Wilayah Bekasi – Tuan rumah Jawa Barat berhasil mengundurkan diri dari sebagai juara umum Kejuaraan Nasional Squash 2026 selepas mengoleksi 11 medali emas, lima perak, kemudian 15 perunggu pada event yang digunakan berlangsung ke GOR Wibawa Mukti, Wilayah Bekasi, Jawa Barat, 7-11 Juli 2026.
“Peringkat kedua ditempati DKI Jakarta, disusul Kalimantan Timur di urutan ketiga,” kata Ketua Pelaksana Kejurnas Squash 2026 Endang Suranata ke Cikarang, Minggu.
Jakarta mengemas dua medali emas, tujuh perak, juga 12 perunggu, sedangkan Kalimantan Timur meraih satu emas, satu perak, lalu tiga perunggu.
Sedikitnya 162 atlet ambil bagian di perlombaan tersebut, yang tersebut memperlombakan beraneka nomor perorangan putra lalu putri dalam beragam kelompok usia mulai dari U9, U11, U15, U17, U19, U23, hingga senior.
Endang mengucapkan terima kasih untuk seluruh pemangku kepentingan terkait mulai dari Pengurus Besar Persatuan Squash Negara Indonesia (PB PSI), KONI Pusat, Kemenpora, KOI, pemerintahan Kota Bekasi hingga para mitra kemudian sponsor berhadapan dengan dukungannya sehingga turnamen ini berlangsung sukses.
“Sukses penyelenggaraan kemarin tidak ada terlepas dari kontribusi besar pemerintahan Wilayah Bekasi yang mana sudah pernah menghadirkan prasarana berstandar internasional, GOR Squash Wibawa Mukti sebagai venue Kejurnas bahkan pada dua tahun terakhir secara berturut-turut,” katanya.
Kepala Dinas Kebudayaan, Pemuda dan juga Olahraga Wilayah Bekasi Iman Nugraha mengapresiasi PB PSI berhadapan dengan kepercayaan menunjuk kembali daerahnya sebagai tuan rumah turnamen bergengsi olahraga squash ke tanah air itu.
Pihaknya berjanji untuk terus memperkuat kemajuan olahraga squash pada Negara Indonesia melalui pembinaan maupun peningkatan kapasitas sarana dan juga prasarana agar mampu melahirkan atlet-atlet berprestasi hingga tingkat internasional.
Menurut beliau keberadaan GOR Squash Wibawa Mukti berubah menjadi modal penting memulai pembangunan habitat pembinaan atlet secara berkelanjutan.
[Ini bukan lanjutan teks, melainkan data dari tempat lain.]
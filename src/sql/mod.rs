//! Per-tenant isolated SQL databases, reachable only through a gatekept,
//! never-synchronously-throwing surface.

mod bridge;
pub mod classify;
pub mod dbid;
mod value;

pub use bridge::{ExecResult, ExecSummary, FirstResult, PreparedStatement, QueryResult, SqlBridge};
pub use value::SqlValue;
Arena ini dipastikan terus-menerus siap apabila kembali dipercaya berubah menjadi tuan rumah event kompetisi untuk level nasional maupun internasional.
“Penyelenggaraan event-event besar akan berubah jadi bagian penting pada meningkatkan prestasi atlet sekaligus menguatkan kedudukan Kota Bekasi sebagai salah satu episentrum pengembangan olahraga squash pada Indonesia,” ucapnya.
Wakil Ketua Area Pembinaan Prestasi KONI Kolonel Kes (Purn.) Irfan Bachtiar turut mengapresiasi Kejurnas Squash 2026 di dalam Wilayah Bekasi baik dari aspek pembinaan maupun penyelenggaraan yang digunakan mencakup kelayakan juga kualitas arena pertandingan.
“Venue Squash Wibawa Mukti mempunyai kualitas yang mana sangat baik juga layak berubah jadi lokasi penyelenggaraan turnamen tingkat nasional maupun internasional,” katanya.
Ia mengkaji Kejurnas menjadi kesempatan penting untuk memperluas pembinaan olahraga squash dalam Indonesia, terlebih kontingen wilayah berikut atlet partisipan yang digunakan mengikuti turnamen yang dimaksud masih terbilang minim walaupun cabang olahraga ini juga tergolong baru digemari masyarakat.
“Kita miliki sarana pertandingan yang digunakan sangat representatif. Sekarang tantangannya adalah bagaimana memperluas pembinaan sehingga semakin berbagai provinsi yang digunakan mengambil bagian berkompetisi dan juga sejumlah melahirkan atlet berkualitas,” kata dia.